How does digital pill work?:
After patients swallow a chemo capsule, the sensor gets activated once capsule gets damp in the stomach fluids. The sensor then pings a signal to a patch worn by patients on their torso; which transmits data on the time of day, the size of the dose, and the type of medication taken to an online portal that the patient can view. If patients choose to allow it, their support team can access this database portal too.
This program in Minnesota appears to be the first one in which a digital pill has been used in oncology. So far, neither patients nor insurers pay anything beyond the typical cost of the medication for this high-tech upgrade.
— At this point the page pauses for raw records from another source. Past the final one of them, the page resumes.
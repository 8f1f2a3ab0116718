//! Error types used by the unitvisor runtime and its units.
//!
//! This module defines two main error enums:
//!
//! - [`RuntimeError`]: errors raised by the supervisor itself while preparing a run.
//! - [`UnitError`]: errors raised by (or on behalf of) an individual unit's shutdown.
//!
//! Both types provide helper methods (`as_label`, `as_message`) for logging/metrics.

use std::time::Duration;
use thiserror::Error;

/// # Errors produced by the unitvisor runtime.
///
/// These never describe a unit failure: unit failures are reported through events
/// and the [`ShutdownReport`](crate::ShutdownReport). A `RuntimeError` means the
/// supervisor could not be built or could not arm its signal source, and in both
/// cases no unit has been started.
#[non_exhaustive]
#[derive(Error, Debug)]
pub enum RuntimeError {
    /// Configuration rejected by [`SupervisorConfig::validate`](crate::SupervisorConfig::validate).
    #[error("invalid supervisor config: {reason}")]
    InvalidConfig {
        /// What is wrong with the config.
        reason: String,
    },

    /// Installing the termination signal listeners failed.
    #[error("failed to install signal listener: {source}")]
    SignalSetup {
        /// The underlying I/O error from the OS.
        #[from]
        source: std::io::Error,
    },
}

impl RuntimeError {
    /// Returns a short stable label (snake_case) for use in logs/metrics.
    ///
    /// # Example
    /// ```
    /// use unitvisor::RuntimeError;
    ///
    /// let err = RuntimeError::InvalidConfig { reason: "deadline must be > 0".into() };
    /// assert_eq!(err.as_label(), "runtime_invalid_config");
    /// ```
    pub fn as_label(&self) -> &'static str {
        match self {
            RuntimeError::InvalidConfig { .. } => "runtime_invalid_config",
            RuntimeError::SignalSetup { .. } => "runtime_signal_setup",
        }
    }

    /// Returns a human-readable message with details about the error.
    pub fn as_message(&self) -> String {
        match self {
            RuntimeError::InvalidConfig { reason } => format!("invalid config: {reason}"),
            RuntimeError::SignalSetup { source } => format!("signal setup: {source}"),
        }
    }
}

/// # Errors produced while shutting a unit down.
///
/// `Failed` is what a [`Unit`](crate::Unit) returns itself. `Timeout` and `Panicked`
/// are produced by the supervisor on the unit's behalf.
#[non_exhaustive]
#[derive(Error, Debug, Clone, PartialEq, Eq)]
pub enum UnitError {
    /// Graceful stop did not complete cleanly.
    #[error("shutdown failed: {error}")]
    Failed {
        /// The underlying error message.
        error: String,
    },

    /// Shutdown did not finish before its deadline.
    #[error("shutdown exceeded deadline of {deadline:?}")]
    Timeout {
        /// The deadline that was exceeded.
        deadline: Duration,
    },

    /// The unit panicked; the panic was caught by the fault boundary.
    #[error("panicked: {info}")]
    Panicked {
        /// Panic payload rendered as text.
        info: String,
    },
}

impl UnitError {
    /// Shorthand for [`UnitError::Failed`].
    ///
    /// # Example
    /// ```
    /// use unitvisor::UnitError;
    ///
    /// let err = UnitError::failed("listener still busy");
    /// assert_eq!(err.to_string(), "shutdown failed: listener still busy");
    /// ```
    pub fn failed(error: impl Into<String>) -> Self {
        UnitError::Failed {
            error: error.into(),
        }
    }

    /// Returns a short stable label (snake_case) for use in logs/metrics.
    ///
    /// # Example
    /// ```
    /// use unitvisor::UnitError;
    /// use std::time::Duration;
    ///
    /// let err = UnitError::Timeout { deadline: Duration::from_secs(1) };
    /// assert_eq!(err.as_label(), "unit_timeout");
    /// ```
    pub fn as_label(&self) -> &'static str {
        match self {
            UnitError::Failed { .. } => "unit_failed",
            UnitError::Timeout { .. } => "unit_timeout",
            UnitError::Panicked { .. } => "unit_panicked",
        }
    }

    /// Returns a human-readable message with details about the error.
    pub fn as_message(&self) -> String {
        match self {
            UnitError::Failed { error } => format!("error: {error}"),
            UnitError::Timeout { deadline } => format!("timeout: {deadline:?}"),
            UnitError::Panicked { info } => format!("panic: {info}"),
        }
    }
}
This news sparked my interest for several reasons-
- As there is high proliferation of cancer disease world-wide, such digitization of cancer therapy will hopefully bring benefits to a wider population of cancer patients.
- Despite advances in Oncology, not everything about cancer is understood by researchers, doctors, patients and care givers. The resulting effect is that there is no cure for cancer, especially once cancer has metastasized or is beyond stage 2. Another peculiarity of cancer is that no two types of cancer are same, hence medications and their dosages administered to cancer patients are different. For example, dosage of Tarceva tablets prescribed for a lung cancer patient is different from what is prescribed for a patient with pancreatic cancer. However, the digitization platform done for chemotherapy of colo-rectal cancer can be researched further to extend to other cancer types, which can yield better patient compliance, superior therapeutic modeling and better treatment outcomes to a wider patient population.
- Additionally, this concept of 'digital pill' can be extended to other disease types too, where patient compliance has always been a problem; for example Tuberculosis, Schizophrenia, hypertension etc. Drug-resistant tuberculosis is worse to treat than regular TB. Hence, a digital TB pill will be a boon for patients and doctors alike. Similarly, patients forgetting to take their blood pressure pill is usual, especially among older folks. Such non-compliance issues can hopefully be nipped in the bud with digital pharmaceuticals for hypertension.
- Such digital pills can substitute the health system services which invest in phone calls and other reminders to patients to help them stay on track with their medications.
'Digital' pill is not only an impressive step in Continuous Improvement for Cancer Therapy, it is a significant step in Continuous Improvement for Health System services too! and, hopefully pave way for Continual Improvement in TB care, hypertension management and patient-centric drug product design.